Парламенты и другие высшие суды (счетная палата, палата косвенных сборов, большой совет), опираясь на свое право регистрации королевских актов, представляют собой следующий барьер. Конечно, получив урок Фронды, Людовик XIV ограничил их полномочия. В 1655 году он укрепил авторитет королевских заседаний парламента: так возникла легенда «Государство — это я». Тогда он изменил церемониал: кресло короля стояло на заседании, а король не присутствовал; это наносило удар по самолюбию судейской знати. В 1673 году он заставил суды регистрировать эдикты до того, как они сформулируют возможные замечания, лишая их, таким образом, возможности оказывать давление и тянуть с регистрацией. Людовик также отнял у судов право называться «верховными», оставив этот эпитет лишь себе одному. Это известные факты. Но, возможно, их трактуют и наоборот.
На деле парламенты, даже под контролем и с урезанными правами, продолжают представлять собой ограничительный барьер для абсолютной власти монарха. Достаточно будет послабления в сентябре 1715 года, чтобы Парижский парламент, вновь почувствовав себя сильным, отменил завещание короля, вернул себе право вносить поправки в эдикты. Подрывная работа парламента будет длиться целых 75 лет. Если в 1715 году он снова обретает силу, значит, он сохранял ее в течение сорока лет, когда ему приходилось молчать. Людовик XIV дошел до границы разрыва. Если бы он был жестче по отношению к парламенту, если бы он перешел от законной строгости к несправедливости, то бунт в умах, возможно, вылился бы в обычный бунт.

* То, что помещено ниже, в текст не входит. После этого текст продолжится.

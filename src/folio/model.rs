use chrono::{DateTime, Utc};
use std::fmt::Debug;
use url::Url;

/// An sRGB colour with 8-bit alpha.
#[derive(Debug, Clone, Copy, PartialEq, Eq)]
pub struct Color {
    pub r: u8,
    pub g: u8,
    pub b: u8,
    pub a: u8,
}

impl Color {
    pub const fn rgb(r: u8, g: u8, b: u8) -> Self {
        Self { r, g, b, a: 255 }
    }

    pub const fn with_alpha(self, a: u8) -> Self {
        Self { a, ..self }
    }

    pub fn rgb_triplet(&self) -> (u8, u8, u8) {
        (self.r, self.g, self.b)
    }

    /// CSS notation: `#rrggbb` when opaque, `rgba(r,g,b,0.15)` otherwise.
    pub fn css(&self) -> String {
        if self.a == 255 {
            format!("#{:02x}{:02x}{:02x}", self.r, self.g, self.b)
        } else {
            format!(
                "rgba({},{},{},{:.2})",
                self.r,
                self.g,
                self.b,
                self.a as f32 / 255.0
            )
        }
    }
}

// 0.15 opacity, the tint used behind every badge label
const TINT: u8 = 38;

/// The colour pair of a category badge.
#[derive(Debug, Clone, Copy, PartialEq, Eq)]
pub struct BadgeStyle {
    pub background: Color,
    pub text: Color,
}

impl BadgeStyle {
    const fn tinted(text: Color) -> Self {
        Self {
            background: text.with_alpha(TINT),
            text,
        }
    }
}

/// A closed classification used for filtering and badge styling.
///
/// `ALL` is the declared display order of the filter controls. It is hand-authored and
/// independent of any content, so categories with no entries stay selectable.
pub trait Category: Copy + Eq + Debug + 'static {
    const ALL: &'static [Self];

    /// Stable identifier used in frontmatter, URLs and selection values.
    fn id(self) -> &'static str;

    fn label(self) -> &'static str;

    fn badge(self) -> BadgeStyle;

    fn from_id(id: &str) -> Option<Self> {
        Self::ALL.iter().copied().find(|c| c.id() == id)
    }

    fn ids() -> Vec<&'static str> {
        Self::ALL.iter().map(|c| c.id()).collect()
    }
}

/// A content item that carries exactly one category.
pub trait Entity {
    type Category: Category;

    fn slug(&self) -> &str;
    fn title(&self) -> &str;
    fn category(&self) -> Self::Category;
}

/// Editorial pillar of a blog post.
#[derive(Debug, Clone, Copy, PartialEq, Eq, Hash)]
pub enum Pillar {
    AgentBuilding,
    EngineeringLeadership,
    SovereignAi,
    Development,
}

impl Category for Pillar {
    const ALL: &'static [Self] = &[
        Pillar::AgentBuilding,
        Pillar::EngineeringLeadership,
        Pillar::SovereignAi,
        Pillar::Development,
    ];

    fn id(self) -> &'static str {
        match self {
            Pillar::AgentBuilding => "agent-building",
            Pillar::EngineeringLeadership => "engineering-leadership",
            Pillar::SovereignAi => "sovereign-ai",
            Pillar::Development => "development",
        }
    }

    fn label(self) -> &'static str {
        match self {
            Pillar::AgentBuilding => "Agent Building",
            Pillar::EngineeringLeadership => "Engineering Leadership",
            Pillar::SovereignAi => "Sovereign AI",
            Pillar::Development => "Development",
        }
    }

    fn badge(self) -> BadgeStyle {
        match self {
            Pillar::AgentBuilding => BadgeStyle::tinted(Color::rgb(59, 130, 246)),
            Pillar::EngineeringLeadership => BadgeStyle::tinted(Color::rgb(34, 197, 94)),
            Pillar::SovereignAi => BadgeStyle::tinted(Color::rgb(168, 85, 247)),
            Pillar::Development => BadgeStyle::tinted(Color::rgb(249, 115, 22)),
        }
    }
}

/// Lifecycle status of a portfolio project.
#[derive(Debug, Clone, Copy, PartialEq, Eq, Hash)]
pub enum ProjectStatus {
    Active,
    Complete,
    Learning,
}

impl Category for ProjectStatus {
    const ALL: &'static [Self] = &[
        ProjectStatus::Active,
        ProjectStatus::Complete,
        ProjectStatus::Learning,
    ];

    fn id(self) -> &'static str {
        match self {
            ProjectStatus::Active => "active",
            ProjectStatus::Complete => "complete",
            ProjectStatus::Learning => "learning",
        }
    }

    fn label(self) -> &'static str {
        match self {
            ProjectStatus::Active => "Active",
            ProjectStatus::Complete => "Complete",
            ProjectStatus::Learning => "Learning",
        }
    }

    fn badge(self) -> BadgeStyle {
        match self {
            ProjectStatus::Active => BadgeStyle::tinted(Color::rgb(34, 197, 94)),
            ProjectStatus::Complete => BadgeStyle::tinted(Color::rgb(59, 130, 246)),
            ProjectStatus::Learning => BadgeStyle::tinted(Color::rgb(245, 158, 11)),
        }
    }
}

/// Post format. Validated, shown on the post page, not used for filtering.
#[derive(Debug, Clone, Copy, PartialEq, Eq, Hash)]
pub enum Format {
    HowTo,
    Opinion,
    Architecture,
    ProjectWriteup,
}

impl Format {
    pub const ALL: &'static [Format] = &[
        Format::HowTo,
        Format::Opinion,
        Format::Architecture,
        Format::ProjectWriteup,
    ];

    pub fn id(self) -> &'static str {
        match self {
            Format::HowTo => "how-to",
            Format::Opinion => "opinion",
            Format::Architecture => "architecture",
            Format::ProjectWriteup => "project-writeup",
        }
    }

    pub fn label(self) -> &'static str {
        match self {
            Format::HowTo => "How-to",
            Format::Opinion => "Opinion",
            Format::Architecture => "Architecture",
            Format::ProjectWriteup => "Project write-up",
        }
    }

    pub fn from_id(id: &str) -> Option<Self> {
        Self::ALL.iter().copied().find(|f| f.id() == id)
    }
}

#[derive(Debug, Clone, PartialEq)]
pub struct Post {
    pub slug: String,
    pub title: String,
    pub description: String,
    pub pub_date: DateTime<Utc>,
    pub updated_date: Option<DateTime<Utc>>,
    pub pillar: Pillar,
    pub format: Format,
    pub tags: Vec<String>,
    pub draft: bool,
    pub hero_image: Option<String>,
    pub github_repo: Option<Url>,
    // None when the post has no body to measure
    pub minutes_read: Option<u32>,
    pub body: String,
}

impl Entity for Post {
    type Category = Pillar;

    fn slug(&self) -> &str {
        &self.slug
    }

    fn title(&self) -> &str {
        &self.title
    }

    fn category(&self) -> Pillar {
        self.pillar
    }
}

#[derive(Debug, Clone, PartialEq)]
pub struct Project {
    pub slug: String,
    pub title: String,
    pub description: String,
    pub github_url: Url,
    /// Slug of the post that writes this project up.
    pub blog_post: Option<String>,
    pub tech_stack: Vec<String>,
    pub status: ProjectStatus,
    pub featured: bool,
    pub sort_order: f64,
    pub body: String,
}

impl Entity for Project {
    type Category = ProjectStatus;

    fn slug(&self) -> &str {
        &self.slug
    }

    fn title(&self) -> &str {
        &self.title
    }

    fn category(&self) -> ProjectStatus {
        self.status
    }
}

/// Orders posts for listing: newest publication first, ties keep their input order.
pub fn newest_first(posts: &mut [Post]) {
    posts.sort_by(|a, b| b.pub_date.cmp(&a.pub_date));
}

/// Orders projects for listing: ascending `sort_order`, then title.
pub fn by_sort_order(projects: &mut [Project]) {
    projects.sort_by(|a, b| {
        a.sort_order
            .total_cmp(&b.sort_order)
            .then_with(|| a.title.cmp(&b.title))
    });
}

#[cfg(test)]
pub(crate) mod fixtures {
    use super::*;
    use chrono::TimeZone;

    pub fn post(slug: &str, pillar: Pillar) -> Post {
        Post {
            slug: slug.to_string(),
            title: format!("Post {}", slug),
            description: format!("About {}.", slug),
            pub_date: Utc.with_ymd_and_hms(2026, 2, 1, 0, 0, 0).unwrap(),
            updated_date: None,
            pillar,
            format: Format::HowTo,
            tags: vec![],
            draft: false,
            hero_image: None,
            github_repo: None,
            minutes_read: None,
            body: String::new(),
        }
    }

    pub fn post_on(slug: &str, pillar: Pillar, y: i32, m: u32, d: u32) -> Post {
        Post {
            pub_date: Utc.with_ymd_and_hms(y, m, d, 0, 0, 0).unwrap(),
            ..post(slug, pillar)
        }
    }

    pub fn project(slug: &str, status: ProjectStatus) -> Project {
        Project {
            slug: slug.to_string(),
            title: format!("Project {}", slug),
            description: format!("Builds {}.", slug),
            github_url: Url::parse(&format!("https://github.com/example/{}", slug)).unwrap(),
            blog_post: None,
            tech_stack: vec!["Rust".to_string()],
            status,
            featured: false,
            sort_order: 0.0,
            body: String::new(),
        }
    }
}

Парижский парламент остается судом пэров. Парламент сохраняет право регистрации королевских актов, даже если и не представляет ремонстрации: король не может заставить его зарегистрировать что попало. Обязательство регистрации является основным принципом. Этот принцип делает Францию страной высокой цивилизации, государством с правовой традицией. Во Франции юристы единогласно заявляют: «Законы начинают действовать лишь тогда, когда они опубликованы», то есть зарегистрированы. Впрочем, если даже парламент не пользуется своим правом вносить замечания, регистрация влечет за собой тщательное изучение закона должностными лицами. А эти люди знают правила, принципы и аксиомы французского права (например: «Законы не имеют обратной силы»). Невозможно безнаказанно предложить записать в закон несправедливые тексты. «Короли правят с помощью законов» — записано в старинном изречении. Можно было бы добавить: благодаря регистрации и записи законов, парламент сдерживает абсолютную монархию, узаконивает ее.